Akademik Veri Yönetim Sistemi
INDIAN JOURNAL OF SURGICAL ONCOLOGY, cilt.13, sa.2, ss.372-376, 2022 (ESCI)
Malignant peripheral nerve sheath tumors (MPNST) are rare. Although they originate from Schwann cells or pluripotent neural crest cells, they constitute less than 10% of all soft tissue sarcomas and more than 60% develop on the basis of neurofibromatosis. It is difficult to diagnose MPNST. Although it mostly occurs in the head and neck region or upper extremities, only 1% of cases are located in the retroperitoneal region. The main treatment is surgery, but survival results are not satisfactory even after surgery with R0 resection. They are not sensitive to chemotherapy and radiotherapy and tend to recur locally. The mass detected by imaging in a 57-year-old male patient who admitted to hospital with the complaint of abdominal pain was excised with clear surgical margins.
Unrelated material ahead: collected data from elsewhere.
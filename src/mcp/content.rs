use crate::error::CaptureError;
use serde::{Deserialize, Serialize};
use serde_json::Value;
use strum::{AsRefStr, Display, EnumString};
use thiserror::Error;

/// One block of a tool result.
#[derive(Debug, Clone, Serialize, Deserialize, PartialEq, Eq)]
#[serde(tag = "type", rename_all = "snake_case")]
pub enum ToolContent {
    /// Plain text content.
    Text { text: String },

    /// Base64-encoded image content.
    Image {
        data: String,
        #[serde(rename = "mimeType")]
        mime_type: String,
    },
}

impl ToolContent {
    pub fn text(text: impl Into<String>) -> Self {
        Self::Text { text: text.into() }
    }

    pub fn as_text(&self) -> Option<&str> {
        match self {
            Self::Text { text } => Some(text),
            Self::Image { .. } => None,
        }
    }
}

/// Render a sequence of tool content items to a plain text string.
///
/// Text items are concatenated with newlines.
/// Non-text items produce descriptive placeholders.
pub fn render_content_to_text(content: &[ToolContent]) -> String {
    content
        .iter()
        .map(|item| match item {
            ToolContent::Text { text } => text.clone(),
            ToolContent::Image { mime_type, .. } => format!("[Image: {mime_type}]"),
        })
        .collect::<Vec<_>>()
        .join("\n")
}

/// The `result` of a `tools/call` response.
#[derive(Debug, Clone, Default, Serialize, Deserialize, PartialEq)]
pub struct ToolResult {
    pub content: Vec<ToolContent>,
    #[serde(rename = "isError", default, skip_serializing_if = "std::ops::Not::not")]
    pub is_error: bool,
    #[serde(default, skip_serializing_if = "Option::is_none")]
    pub metadata: Option<Value>,
}

impl ToolResult {
    pub fn text(text: impl Into<String>) -> Self {
        Self {
            content: vec![ToolContent::text(text)],
            ..Self::default()
        }
    }

    /// Human summary line followed by the compact JSON payload.
    pub fn json(summary: &str, data: &Value) -> Self {
        Self::text(format!("{summary}\n{data}"))
    }

    pub fn error(err: &StructuredError) -> Self {
        Self {
            content: vec![ToolContent::text(err.render())],
            is_error: true,
            metadata: None,
        }
    }

    pub fn prepend_text(&mut self, text: impl Into<String>) {
        self.content.insert(0, ToolContent::text(text));
    }

    pub fn push_text(&mut self, text: impl Into<String>) {
        self.content.push(ToolContent::text(text));
    }

    /// Merge `key: value` into `metadata`, creating the object if needed.
    pub fn set_metadata(&mut self, key: &str, value: Value) {
        let metadata = self
            .metadata
            .get_or_insert_with(|| Value::Object(serde_json::Map::new()));
        if let Value::Object(map) = metadata {
            map.insert(key.to_string(), value);
        }
    }
}

// ─── Structured tool errors ──────────────────────────────────────────────────

/// Machine-readable error vocabulary for failed tool calls.
#[derive(
    Debug, Clone, Copy, PartialEq, Eq, Hash, Serialize, Deserialize, Display, EnumString, AsRefStr,
)]
#[serde(rename_all = "snake_case")]
#[strum(serialize_all = "snake_case")]
pub enum ErrorCode {
    InvalidJson,
    MissingParam,
    InvalidParam,
    UnknownMode,
    PathNotAllowed,
    NotInitialized,
    NoData,
    PilotDisabled,
    RateLimited,
    CursorExpired,
    ExtensionTimeout,
    ExtensionError,
    InternalError,
    MarshalFailed,
    ExportFailed,
}

impl ErrorCode {
    /// Default recovery advice, written for the assistant.
    pub fn default_retry(self) -> &'static str {
        match self {
            Self::InvalidJson => "Fix the JSON syntax of the arguments and call again.",
            Self::MissingParam => "Add the missing parameter and call again.",
            Self::InvalidParam => "Fix the parameter value and call again.",
            Self::UnknownMode => "Use one of the values listed in the hint.",
            Self::PathNotAllowed => "Use a path inside the allowed directories.",
            Self::NotInitialized => "Wait for the server to finish starting, then retry.",
            Self::NoData => "Reproduce the activity in the browser, then call again.",
            Self::PilotDisabled => "Enable AI Web Pilot in the extension popup, then retry.",
            Self::RateLimited => "Wait a few seconds, then retry.",
            Self::CursorExpired => {
                "Call again without a cursor, or pass restart_on_eviction=true."
            }
            Self::ExtensionTimeout => {
                "Check that the extension is connected and the tab is open, then retry with backoff."
            }
            Self::ExtensionError => {
                "Read the error message, fix the page state or parameters, then retry."
            }
            Self::InternalError | Self::MarshalFailed => {
                "Do not retry. Report this as a server bug."
            }
            Self::ExportFailed => "Check the output path and free disk space, then retry.",
        }
    }
}

/// Error payload embedded in a tool result with `isError: true`.
#[derive(Debug, Clone, PartialEq, Eq, Serialize, Error)]
#[error("{error}: {message}")]
pub struct StructuredError {
    pub error: ErrorCode,
    pub message: String,
    pub retry: String,
    #[serde(skip_serializing_if = "Option::is_none")]
    pub param: Option<String>,
    #[serde(skip_serializing_if = "Option::is_none")]
    pub hint: Option<String>,
}

impl StructuredError {
    pub fn new(error: ErrorCode, message: impl Into<String>) -> Self {
        Self {
            error,
            message: message.into(),
            retry: error.default_retry().to_string(),
            param: None,
            hint: None,
        }
    }

    pub fn missing_param(param: &str) -> Self {
        Self::new(
            ErrorCode::MissingParam,
            format!("Required parameter '{param}' is missing"),
        )
        .with_param(param)
    }

    pub fn invalid_param(param: &str, message: impl Into<String>) -> Self {
        Self::new(ErrorCode::InvalidParam, message).with_param(param)
    }

    /// An unrecognised discriminator value; `valid` lists the accepted ones.
    pub fn unknown_mode(param: &str, got: &str, valid: &[&str]) -> Self {
        Self::new(
            ErrorCode::UnknownMode,
            format!("Unknown {param} '{got}'"),
        )
        .with_param(param)
        .with_hint(format!("Valid values: {}", valid.join(", ")))
    }

    pub fn internal(message: impl Into<String>) -> Self {
        Self::new(ErrorCode::InternalError, message)
    }

    pub fn with_param(mut self, param: impl Into<String>) -> Self {
        self.param = Some(param.into());
        self
    }

    pub fn with_hint(mut self, hint: impl Into<String>) -> Self {
        self.hint = Some(hint.into());
        self
    }

    pub fn with_retry(mut self, retry: impl Into<String>) -> Self {
        self.retry = retry.into();
        self
    }

    /// Human line, newline, JSON object.
    pub fn render(&self) -> String {
        let json = serde_json::to_string(self).unwrap_or_else(|_| {
            format!(r#"{{"error":"{}","message":"unserializable error"}}"#, self.error)
        });
        format!("Error: {}\n{json}", self.message)
    }
}

impl From<CaptureError> for StructuredError {
    fn from(err: CaptureError) -> Self {
        match &err {
            CaptureError::InvalidCursor(_) => {
                Self::new(ErrorCode::InvalidParam, err.to_string()).with_hint(
                    "Cursors look like '2026-01-02T03:04:05.000000000Z:42'. Pass back next_cursor \
                     or prev_cursor exactly as returned.",
                )
            }
            CaptureError::CursorExpired { .. } => Self::new(
                ErrorCode::CursorExpired,
                format!("{err} ({} entries lost)", err.lost_entries()),
            ),
            CaptureError::UnknownBuffer(_) => {
                Self::new(ErrorCode::InvalidParam, err.to_string()).with_param("buffer")
            }
        }
    }
}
The tumor was located in the left upper quadrant of the abdomen and seemed to invade the pancreas and left kidney in the computed tomography images. The patient had no history of neurofibromatosis or radiation. In this study, it was aimed to present our case diagnosed with retroperitoneal MPNST and treated with multiorgan resection, which is a rare entity, and to increase the awareness of clinicians about the diagnosis, treatment and prognosis of this rare tumor.